- [Goal of the exercise] Each line in the records below that has the word "total" should be copied.

· · · ·

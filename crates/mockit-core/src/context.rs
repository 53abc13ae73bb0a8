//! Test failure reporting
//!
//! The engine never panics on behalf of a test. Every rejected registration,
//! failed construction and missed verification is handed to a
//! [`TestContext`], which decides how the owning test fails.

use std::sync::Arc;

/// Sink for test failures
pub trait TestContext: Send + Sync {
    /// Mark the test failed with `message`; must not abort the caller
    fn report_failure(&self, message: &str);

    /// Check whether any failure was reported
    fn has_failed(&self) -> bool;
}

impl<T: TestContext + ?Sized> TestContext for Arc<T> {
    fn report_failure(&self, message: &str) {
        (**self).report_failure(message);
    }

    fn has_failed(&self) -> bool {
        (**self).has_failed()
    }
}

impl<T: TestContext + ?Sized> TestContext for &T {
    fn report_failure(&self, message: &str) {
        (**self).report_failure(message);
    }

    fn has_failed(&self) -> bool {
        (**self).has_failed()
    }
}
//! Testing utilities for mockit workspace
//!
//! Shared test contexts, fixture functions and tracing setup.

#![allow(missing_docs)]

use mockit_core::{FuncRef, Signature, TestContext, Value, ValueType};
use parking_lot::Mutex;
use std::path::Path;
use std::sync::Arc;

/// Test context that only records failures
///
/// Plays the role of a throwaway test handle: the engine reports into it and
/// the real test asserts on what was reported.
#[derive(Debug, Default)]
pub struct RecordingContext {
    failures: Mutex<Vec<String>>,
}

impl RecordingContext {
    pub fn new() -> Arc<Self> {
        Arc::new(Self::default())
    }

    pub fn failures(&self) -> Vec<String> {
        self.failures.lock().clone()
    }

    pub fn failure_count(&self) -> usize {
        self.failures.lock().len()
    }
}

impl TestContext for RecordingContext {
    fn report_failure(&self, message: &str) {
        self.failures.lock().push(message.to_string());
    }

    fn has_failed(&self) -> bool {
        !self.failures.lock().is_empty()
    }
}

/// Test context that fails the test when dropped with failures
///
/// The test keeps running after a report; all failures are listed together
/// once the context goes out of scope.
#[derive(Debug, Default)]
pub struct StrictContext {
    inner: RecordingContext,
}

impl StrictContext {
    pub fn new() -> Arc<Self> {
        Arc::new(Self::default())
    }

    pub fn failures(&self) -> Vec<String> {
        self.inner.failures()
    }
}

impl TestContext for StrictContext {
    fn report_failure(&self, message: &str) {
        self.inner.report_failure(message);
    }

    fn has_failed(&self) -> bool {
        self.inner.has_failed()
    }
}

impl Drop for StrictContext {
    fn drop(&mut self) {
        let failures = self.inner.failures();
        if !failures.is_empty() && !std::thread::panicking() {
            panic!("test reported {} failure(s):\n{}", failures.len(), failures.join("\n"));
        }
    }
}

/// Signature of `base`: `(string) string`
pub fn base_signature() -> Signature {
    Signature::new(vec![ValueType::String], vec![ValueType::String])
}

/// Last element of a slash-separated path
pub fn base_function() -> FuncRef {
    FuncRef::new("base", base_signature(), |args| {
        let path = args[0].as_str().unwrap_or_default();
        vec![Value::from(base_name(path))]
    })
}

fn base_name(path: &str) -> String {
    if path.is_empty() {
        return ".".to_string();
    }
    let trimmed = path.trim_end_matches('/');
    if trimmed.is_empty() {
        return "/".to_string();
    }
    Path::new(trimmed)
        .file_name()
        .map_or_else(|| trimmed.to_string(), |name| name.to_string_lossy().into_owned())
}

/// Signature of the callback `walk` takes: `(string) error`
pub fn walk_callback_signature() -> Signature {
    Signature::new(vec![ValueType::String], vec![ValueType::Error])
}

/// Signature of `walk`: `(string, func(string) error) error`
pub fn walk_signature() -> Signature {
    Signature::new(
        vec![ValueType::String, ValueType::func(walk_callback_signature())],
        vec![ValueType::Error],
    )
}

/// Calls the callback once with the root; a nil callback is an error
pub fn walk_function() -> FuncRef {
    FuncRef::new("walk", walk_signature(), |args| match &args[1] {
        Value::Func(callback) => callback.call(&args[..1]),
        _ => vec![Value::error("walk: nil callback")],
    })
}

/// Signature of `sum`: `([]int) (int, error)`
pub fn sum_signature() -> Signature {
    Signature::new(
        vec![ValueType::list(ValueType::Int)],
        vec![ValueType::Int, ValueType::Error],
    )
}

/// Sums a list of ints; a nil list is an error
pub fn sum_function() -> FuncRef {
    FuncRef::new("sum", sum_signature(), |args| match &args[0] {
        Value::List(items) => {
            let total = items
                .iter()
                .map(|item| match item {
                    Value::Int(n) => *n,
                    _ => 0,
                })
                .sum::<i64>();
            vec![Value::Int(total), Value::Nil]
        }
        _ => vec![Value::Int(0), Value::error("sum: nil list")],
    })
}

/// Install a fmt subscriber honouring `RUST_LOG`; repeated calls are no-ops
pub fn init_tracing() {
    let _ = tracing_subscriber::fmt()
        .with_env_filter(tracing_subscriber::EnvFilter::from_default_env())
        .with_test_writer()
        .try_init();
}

· · · ·

- [Written reply]
            let total = items
            vec![Value::Int(total), Value::Nil]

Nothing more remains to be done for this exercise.